[WORK REQUIRED]
Each entry that follows should be retyped exactly.

[MATERIAL FOR THIS TASK]
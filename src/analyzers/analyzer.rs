use crate::analyzers::aggregate::summarize;
use crate::analyzers::types::DatasetSummary;
use crate::error::SummaryError;
use crate::loader::{read_max_time_steps, read_specifications, read_train_tte};
use crate::record::join_records;
use crate::{READOUTS_FILE, SPECIFICATIONS_FILE, TTE_FILE};
use anyhow::Result;
use std::path::Path;
use tracing::info;

/// Loads the three training tables from `src`, joins them and summarizes the
/// result grouped by `group_field`.
#[tracing::instrument(skip(src), fields(src = %src.display()))]
pub fn build_summary(src: &Path, group_field: &str) -> Result<DatasetSummary> {
    if !src.is_dir() {
        return Err(SummaryError::SourceNotFound(src.to_path_buf()).into());
    }

    let tte = read_train_tte(&src.join(TTE_FILE))?;
    let specs = read_specifications(&src.join(SPECIFICATIONS_FILE))?;
    let maxima = read_max_time_steps(&src.join(READOUTS_FILE))?;

    let records = join_records(&tte, &specs, &maxima);
    let missing_specs = records.iter().filter(|r| r.specs.is_empty()).count();
    info!(
        vehicles = records.len(),
        specified = specs.len(),
        with_readouts = maxima.len(),
        missing_specs,
        "Tables joined"
    );

    let summary = summarize(&records, group_field)?;
    info!(
        categories = summary.categories.len(),
        repairs = summary.training_repairs,
        "Summary computed"
    );
    Ok(summary)
}
pub mod analyzers;
pub mod error;
pub mod loader;
pub mod output;
pub mod record;

/// Human-readable dataset name written into every summary.
pub const DATASET_NAME: &str = "SCANIA Component X";
/// Where the dataset is published.
pub const DATASET_SOURCE: &str = "https://doi.org/10.5878/jvb5-d390";

pub const TTE_FILE: &str = "train_tte.csv";
pub const SPECIFICATIONS_FILE: &str = "train_specifications.csv";
pub const READOUTS_FILE: &str = "train_operational_readouts.csv";

/// Specification column used for the per-category breakdown by default.
pub const DEFAULT_GROUP_FIELD: &str = "Spec_0";
/// Category assigned when a vehicle has no value for the grouping field.
pub const UNKNOWN_CATEGORY: &str = "unknown";
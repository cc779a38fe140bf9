use crate::error::CodecError;
use serde::de::DeserializeOwned;
use serde::{Deserialize, Serialize};

/// Reserved producer name for the seed batch. Nodes subscribed to this
/// name receive the worker's initial input values.
pub const INPUT_SOURCE: &str = "input";

/// The unit of data flowing on every edge of the graph.
///
/// An envelope carries the name of the node that emitted it, a terminal
/// flag, and an opaque payload. `terminal` is true iff this is the last
/// envelope emitted in response to one particular triggering delivery:
/// always true for Transform outputs, true only for the final item of a
/// Generator's sequence.
#[derive(Debug, Clone, PartialEq, Serialize, Deserialize)]
pub struct Envelope {
    pub producer: String,
    pub terminal: bool,
    payload: Payload,
}

/// Type-erased payload: either a completion marker with no value, or the
/// encoded bytes of a value tagged with the Rust type that produced them.
///
/// The tag lets `decode` fail with a clear diagnosis instead of relying on
/// caller discipline alone to supply the matching expected type.
#[derive(Debug, Clone, PartialEq, Serialize, Deserialize)]
#[serde(tag = "type", content = "value")]
pub enum Payload {
    Empty,
    Typed { type_name: String, bytes: Vec<u8> },
}

impl Envelope {
    /// Encode a value into an envelope stamped with `producer`.
    pub fn encode<T: Serialize>(
        producer: impl Into<String>,
        terminal: bool,
        value: &T,
    ) -> Result<Self, CodecError> {
        let bytes =
            serde_json::to_vec(value).map_err(|e| CodecError::Unencodable(e.to_string()))?;
        Ok(Self {
            producer: producer.into(),
            terminal,
            payload: Payload::Typed {
                type_name: std::any::type_name::<T>().to_string(),
                bytes,
            },
        })
    }

    /// Build the terminal, payload-free envelope a Generator emits when its
    /// expansion produced no elements. Markers keep the completion count
    /// balanced; they are never delivered to subscribers.
    pub fn marker(producer: impl Into<String>) -> Self {
        Self {
            producer: producer.into(),
            terminal: true,
            payload: Payload::Empty,
        }
    }

    /// Recover the value with the exact type the receiver declares.
    ///
    /// A payload produced by a different type fails with
    /// [`CodecError::TypeMismatch`]; that is a wiring error in the
    /// subscription graph, not a runtime-recoverable condition.
    pub fn decode<T: DeserializeOwned>(&self) -> Result<T, CodecError> {
        match &self.payload {
            Payload::Empty => Err(CodecError::EmptyPayload),
            Payload::Typed { type_name, bytes } => {
                let expected = std::any::type_name::<T>();
                if type_name != expected {
                    return Err(CodecError::TypeMismatch {
                        expected: expected.to_string(),
                        actual: type_name.clone(),
                    });
                }
                serde_json::from_slice(bytes).map_err(|e| CodecError::Malformed(e.to_string()))
            }
        }
    }

    /// True for marker envelopes, which carry no value.
    pub fn is_marker(&self) -> bool {
        matches!(self.payload, Payload::Empty)
    }
}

[WRITTEN ANSWER]
filename src/analyzers/analyzer.rs
use crate::analyzers::aggregate::summarize;
use crate::analyzers::types::DatasetSummary;
use crate::error::SummaryError;
use crate::loader::{read_max_time_steps, read_specifications, read_train_tte};
use crate::record::join_records;
use crate::{READOUTS_FILE, SPECIFICATIONS_FILE, TTE_FILE};
use anyhow::Result;
use std::path::Path;
use tracing::info;

/// Loads the three training tables from `src`, joins them and summarizes the
/// result grouped by `group_field`.
#[tracing::instrument(skip(src), fields(src = %src.display()))]
pub fn build_summary(src: &Path, group_field: &str) -> Result<DatasetSummary> {
    if !src.is_dir() {
        return Err(SummaryError::SourceNotFound(src.to_path_buf()).into());
    }

    let tte = read_train_tte(&src.join(TTE_FILE))?;
    let specs = read_specifications(&src.join(SPECIFICATIONS_FILE))?;
    let maxima = read_max_time_steps(&src.join(READOUTS_FILE))?;

    let records = join_records(&tte, &specs, &maxima);
    let missing_specs = records.iter().filter(|r| r.specs.is_empty()).count();
    info!(
        vehicles = records.len(),
        specified = specs.len(),
        with_readouts = maxima.len(),
        missing_specs,
        "Tables joined"
    );

    let summary = summarize(&records, group_field)?;
    info!(
        categories = summary.categories.len(),
        repairs = summary.training_repairs,
        "Summary computed"
    );
    Ok(summary)
}
pub mod analyzers;
pub mod error;
pub mod loader;
pub mod output;
pub mod record;

/// Human-readable dataset name written into every summary.
pub const DATASET_NAME: &str = "SCANIA Component X";
/// Where the dataset is published.
pub const DATASET_SOURCE: &str = "https://doi.org/10.5878/jvb5-d390";

pub const TTE_FILE: &str = "train_tte.csv";
pub const SPECIFICATIONS_FILE: &str = "train_specifications.csv";
pub const READOUTS_FILE: &str = "train_operational_readouts.csv";

/// Specification column used for the per-category breakdown by default.
pub const DEFAULT_GROUP_FIELD: &str = "Spec_0";
/// Category assigned when a vehicle has no value for the grouping field.
pub const UNKNOWN_CATEGORY: &str = "unknown";
repository cc779a38fe140bf9
use crate::error::CodecError;
use serde::de::DeserializeOwned;
use serde::{Deserialize, Serialize};

/// Reserved producer name for the seed batch. Nodes subscribed to this
/// name receive the worker's initial input values.
pub const INPUT_SOURCE: &str = "input";

/// The unit of data flowing on every edge of the graph.
///
/// An envelope carries the name of the node that emitted it, a terminal
/// flag, and an opaque payload. `terminal` is true iff this is the last
/// envelope emitted in response to one particular triggering delivery:
/// always true for Transform outputs, true only for the final item of a
/// Generator's sequence.
#[derive(Debug, Clone, PartialEq, Serialize, Deserialize)]
pub struct Envelope {
    pub producer: String,
    pub terminal: bool,
    payload: Payload,
}

/// Type-erased payload: either a completion marker with no value, or the
/// encoded bytes of a value tagged with the Rust type that produced them.
///
/// The tag lets `decode` fail with a clear diagnosis instead of relying on
/// caller discipline alone to supply the matching expected type.
#[derive(Debug, Clone, PartialEq, Serialize, Deserialize)]
#[serde(tag = "type", content = "value")]
pub enum Payload {
    Empty,
    Typed { type_name: String, bytes: Vec<u8> },
}

impl Envelope {
    /// Encode a value into an envelope stamped with `producer`.
    pub fn encode<T: Serialize>(
        producer: impl Into<String>,
        terminal: bool,
        value: &T,
    ) -> Result<Self, CodecError> {
        let bytes =
            serde_json::to_vec(value).map_err(|e| CodecError::Unencodable(e.to_string()))?;
        Ok(Self {
            producer: producer.into(),
            terminal,
            payload: Payload::Typed {
                type_name: std::any::type_name::<T>().to_string(),
                bytes,
            },
        })
    }

    /// Build the terminal, payload-free envelope a Generator emits when its
    /// expansion produced no elements. Markers keep the completion count
    /// balanced; they are never delivered to subscribers.
    pub fn marker(producer: impl Into<String>) -> Self {
        Self {
            producer: producer.into(),
            terminal: true,
            payload: Payload::Empty,
        }
    }

    /// Recover the value with the exact type the receiver declares.
    ///
    /// A payload produced by a different type fails with
    /// [`CodecError::TypeMismatch`]; that is a wiring error in the
    /// subscription graph, not a runtime-recoverable condition.
    pub fn decode<T: DeserializeOwned>(&self) -> Result<T, CodecError> {
        match &self.payload {
            Payload::Empty => Err(CodecError::EmptyPayload),
            Payload::Typed { type_name, bytes } => {
                let expected = std::any::type_name::<T>();
                if type_name != expected {
                    return Err(CodecError::TypeMismatch {
                        expected: expected.to_string(),
                        actual: type_name.clone(),
                    });
                }
                serde_json::from_slice(bytes).map_err(|e| CodecError::Malformed(e.to_string()))
            }
        }
    }

    /// True for marker envelopes, which carry no value.
    pub fn is_marker(&self) -> bool {
        matches!(self.payload, Payload::Empty)
    }
}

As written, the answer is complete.